• **Assignment**: Could you retype, exactly as written, every line from the top of the records through the line that contains "automatic + running"?

[Collected data entries]
//! Component Reconciliation Engine
//!
//! One idempotent pass over the target lists:
//!
//! 1. Privilege guard (fatal when not elevated, before any other call)
//! 2. Each component: inspect → install if absent → register from a fresh inspection
//! 3. Each service: ensure automatic + running
//! 4. Each redistributable: install unconditionally (winget skips installed ones)
//!
//! Only `NotElevated` and `ClientMissing` stop the run. Every other failure is
//! logged at the unit boundary and the pass moves on. Nothing is remembered
//! between runs; repeated runs are safe because every decision is re-derived
//! from live queries.

pub mod report;

use tracing::{error, info, warn};

use crate::components::{ComponentSpec, REDISTRIBUTABLES, RedistSpec, SERVICES, target_components};
use crate::error::Result;
use crate::installer::{PackageInstallerClient, install_from_source};
use crate::packages::{PackageInspector, PackageQuery, PackageRegistrar, PackageRegistration};
use crate::privilege::{ElevationCheck, require_elevation};
use crate::services::{ServiceControl, ServiceOutcome, ServiceReconciler, ServiceSpec};

pub use report::{RedistOutcome, RunResult, RunSummary};

/// What a run reconciles. Built once at startup and passed in explicitly.
#[derive(Debug, Clone, PartialEq, Eq)]
pub struct EngineConfig {
    pub components: Vec<ComponentSpec>,
    pub services: Vec<ServiceSpec>,
    pub redistributables: Vec<RedistSpec>,
}

impl EngineConfig {
    /// The embedded target lists.
    pub fn new(include_legacy_console_companion: bool) -> Self {
        Self {
            components: target_components(include_legacy_console_companion),
            services: SERVICES.to_vec(),
            redistributables: REDISTRIBUTABLES.to_vec(),
        }
    }
}

impl Default for EngineConfig {
    fn default() -> Self {
        Self::new(false)
    }
}

/// System primitives the engine drives.
#[derive(Clone, Copy)]
pub struct Collaborators<'a> {
    pub elevation: &'a dyn ElevationCheck,
    pub packages: &'a dyn PackageQuery,
    pub registration: &'a dyn PackageRegistration,
    pub installer: &'a dyn PackageInstallerClient,
    pub services: &'a dyn ServiceControl,
}

pub struct Engine<'a> {
    config: EngineConfig,
    host: Collaborators<'a>,
}

impl<'a> Engine<'a> {
    pub fn new(config: EngineConfig, host: Collaborators<'a>) -> Self {
        Self { config, host }
    }

    pub fn config(&self) -> &EngineConfig {
        &self.config
    }

    /// Run the full pipeline. `Err` only for run-aborting failures.
    pub fn run(&self) -> Result<RunSummary> {
        require_elevation(self.host.elevation)?;

        let mut summary = RunSummary::default();

        info!("Reconciling {} package(s)", self.config.components.len());
        for spec in &self.config.components {
            let result = self.ensure_component(spec)?;
            info!("{}: {}", spec.label, result);
            summary.components.push((spec.label, result));
        }

        info!("Reconciling {} service(s)", self.config.services.len());
        let reconciler = ServiceReconciler::new(self.host.services);
        for service in &self.config.services {
            let outcome = reconciler.ensure_running(service.name).unwrap_or_else(|e| {
                warn!("Could not reconcile service {}: {}", service.name, e);
                ServiceOutcome::Failed(e.to_string())
            });
            summary.services.push((service.name, outcome));
        }

        info!(
            "Installing {} redistributable(s)",
            self.config.redistributables.len()
        );
        for redist in &self.config.redistributables {
            let outcome = self.ensure_redistributable(redist)?;
            summary.redistributables.push((redist.label, outcome));
        }

        summary.log();
        Ok(summary)
    }

    /// Converge one package component. `Err` only for `ClientMissing`.
    pub fn ensure_component(&self, spec: &ComponentSpec) -> Result<RunResult> {
        info!("Checking {} ({})", spec.label, spec.name);
        let inspector = PackageInspector::new(self.host.packages);

        let initial = inspector.find_packages(spec.name);
        let mut install_attempted = false;

        if initial.is_empty() {
            match spec.source {
                Some(source) => {
                    install_attempted = true;
                    match install_from_source(self.host.installer, source, spec.label) {
                        Ok(_) => {}
                        Err(e) if e.is_fatal() => return Err(e),
                        Err(e) => warn!("Installing {} failed: {}", spec.label, e),
                    }
                }
                // The registrar reports the absence below
                None => info!("{} has no install source; repair only", spec.label),
            }
        } else {
            info!("{} is installed ({} record(s))", spec.label, initial.len());
        }

        // Re-inspect: an install may have changed what is on disk
        let records = inspector.find_packages(spec.name);
        let registrar = PackageRegistrar::new(self.host.registration);

        let report = match registrar.register_from_records(spec.name, &records) {
            Ok(report) => report,
            Err(e) => {
                error!("{}", e);
                return Ok(RunResult::RegisterFailed);
            }
        };

        let result = if install_attempted {
            if records.is_empty() {
                warn!(
                    "{} still not visible after install; it may finish in the background",
                    spec.label
                );
                RunResult::InstallUnverified
            } else if report.registered.is_empty() {
                RunResult::RegisterSkippedNoManifest
            } else {
                RunResult::Installed
            }
        } else if initial.is_empty() {
            RunResult::InstallSkippedNoSource
        } else if report.registered.is_empty() {
            RunResult::RegisterSkippedNoManifest
        } else {
            RunResult::AlreadySatisfied
        };
        Ok(result)
    }

    /// Install a runtime with no inspection step. `Err` only for `ClientMissing`.
    pub fn ensure_redistributable(&self, redist: &RedistSpec) -> Result<RedistOutcome> {
        match install_from_source(self.host.installer, redist.source, redist.label) {
            Ok(outcome) if outcome.success => Ok(RedistOutcome::Completed),
            Ok(outcome) => Ok(RedistOutcome::ExitedWithError(outcome.exit_code)),
            Err(e) if e.is_fatal() => Err(e),
            Err(e) => {
                warn!("Installing {} failed: {}", redist.label, e);
                Ok(RedistOutcome::Failed(e.to_string()))
            }
        }
    }
}

#[cfg(test)]
mod tests {
    use super::*;
    use crate::command_runner::{CommandOutput, MockRunner};
    use crate::installer::{WINGET_NO_APPLICABLE_UPGRADE, WingetClient};
    use crate::mock::MockHost;

    #[test]
    fn test_config_lists() {
        let config = EngineConfig::new(true);
        assert_eq!(config.components, target_components(true));
        assert_eq!(config.services.len(), SERVICES.len());
        assert_eq!(config.redistributables.len(), 3);
        assert_eq!(EngineConfig::default(), EngineConfig::new(false));
    }

    #[test]
    fn test_present_redistributable_is_completed() {
        let runner = MockRunner::with_responses(vec![
            Ok(CommandOutput::ok("v1.9.25200\n")),
            Ok(CommandOutput {
                stdout: "No available upgrade found.\n".to_string(),
                stderr: String::new(),
                exit_code: Some(WINGET_NO_APPLICABLE_UPGRADE),
                success: false,
            }),
        ]);
        let winget = WingetClient::new(&runner);
        let host = MockHost::new();
        let engine = Engine::new(
            EngineConfig::default(),
            Collaborators {
                elevation: &host,
                packages: &host,
                registration: &host,
                installer: &winget,
                services: &host,
            },
        );

        let outcome = engine.ensure_redistributable(&REDISTRIBUTABLES[1]).unwrap();
        assert_eq!(outcome, RedistOutcome::Completed);
    }
}
//! External process execution.
//!
//! Every external program this tool touches (`powershell.exe`, `winget`) is
//! spawned through a [`CommandRunner`]. [`SystemRunner`] is the production
//! implementation; [`MockRunner`] records invocations and replays canned
//! outputs for tests.
//!
//! Calls block until the child exits. No timeout is applied: a hung installer
//! hangs the run.

use std::cell::RefCell;
use std::collections::VecDeque;
use std::process::{Command, Stdio};

use tracing::debug;

use crate::error::{ReconcileError, Result};

/// Trait for spawning a program with arguments and capturing its output.
pub trait CommandRunner {
    fn run(&self, program: &str, args: &[String]) -> Result<CommandOutput>;
}

/// Output from an external program.
#[derive(Debug, Clone, Default, PartialEq, Eq)]
pub struct CommandOutput {
    /// Standard output.
    pub stdout: String,
    /// Standard error.
    pub stderr: String,
    /// Exit code (None if terminated by signal).
    pub exit_code: Option<i32>,
    /// Whether the program exited successfully (exit code 0).
    pub success: bool,
}

impl CommandOutput {
    /// A successful run that printed `stdout`.
    pub fn ok(stdout: impl Into<String>) -> Self {
        Self {
            stdout: stdout.into(),
            stderr: String::new(),
            exit_code: Some(0),
            success: true,
        }
    }

    /// A failed run with the given exit code and stderr.
    pub fn failed(exit_code: i32, stderr: impl Into<String>) -> Self {
        Self {
            stdout: String::new(),
            stderr: stderr.into(),
            exit_code: Some(exit_code),
            success: false,
        }
    }

    /// Check if the program succeeded and return an error if not.
    pub fn ensure_success(&self, context: &str) -> Result<()> {
        if self.success {
            Ok(())
        } else {
            Err(ReconcileError::command(format!(
                "{} failed (exit code {}): {}",
                context,
                self.exit_code.unwrap_or(-1),
                self.failure_text()
            )))
        }
    }

    /// Best text to show for a failure: stderr, else stdout.
    pub fn failure_text(&self) -> &str {
        let stderr = self.stderr.trim();
        if stderr.is_empty() {
            self.stdout.trim()
        } else {
            stderr
        }
    }
}

/// Production runner that spawns the program directly (no intermediate shell).
#[derive(Debug, Default, Clone, Copy)]
pub struct SystemRunner;

impl CommandRunner for SystemRunner {
    fn run(&self, program: &str, args: &[String]) -> Result<CommandOutput> {
        debug!("spawn: {} {:?}", program, args);

        // stdin is null: every invocation must be non-interactive
        let output = Command::new(program)
            .args(args)
            .stdin(Stdio::null())
            .stdout(Stdio::piped())
            .stderr(Stdio::piped())
            .output()
            .map_err(|e| ReconcileError::command(format!("Failed to spawn {}: {}", program, e)))?;

        let result = CommandOutput {
            stdout: String::from_utf8_lossy(&output.stdout).to_string(),
            stderr: String::from_utf8_lossy(&output.stderr).to_string(),
            exit_code: output.status.code(),
            success: output.status.success(),
        };
        debug!(
            "{} exited with {:?} ({} bytes stdout)",
            program,
            result.exit_code,
            result.stdout.len()
        );
        Ok(result)
    }
}

/// A recorded invocation.
#[derive(Debug, Clone, PartialEq, Eq)]
pub struct Invocation {
    pub program: String,
    pub args: Vec<String>,
}

/// Test-double runner that records invocations and returns pre-configured responses.
///
/// Responses are consumed in order; once exhausted every call returns an empty
/// successful output.
#[derive(Debug, Default)]
pub struct MockRunner {
    responses: RefCell<VecDeque<Result<CommandOutput>>>,
    invocations: RefCell<Vec<Invocation>>,
}

impl MockRunner {
    pub fn new() -> Self {
        Self::default()
    }

    pub fn with_responses(responses: Vec<Result<CommandOutput>>) -> Self {
        Self {
            responses: RefCell::new(responses.into()),
            invocations: RefCell::new(Vec::new()),
        }
    }

    /// Queue one more response.
    pub fn push_response(&self, response: Result<CommandOutput>) {
        self.responses.borrow_mut().push_back(response);
    }

    pub fn invocations(&self) -> Vec<Invocation> {
        self.invocations.borrow().clone()
    }
}

impl CommandRunner for MockRunner {
    fn run(&self, program: &str, args: &[String]) -> Result<CommandOutput> {
        self.invocations.borrow_mut().push(Invocation {
            program: program.to_string(),
            args: args.to_vec(),
        });
        self.responses
            .borrow_mut()
            .pop_front()
            .unwrap_or_else(|| Ok(CommandOutput::ok("")))
    }
}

• **Exercise answer**:
//! Component Reconciliation Engine
//!
//! One idempotent pass over the target lists:
//!
//! 1. Privilege guard (fatal when not elevated, before any other call)
//! 2. Each component: inspect → install if absent → register from a fresh inspection
//! 3. Each service: ensure automatic + running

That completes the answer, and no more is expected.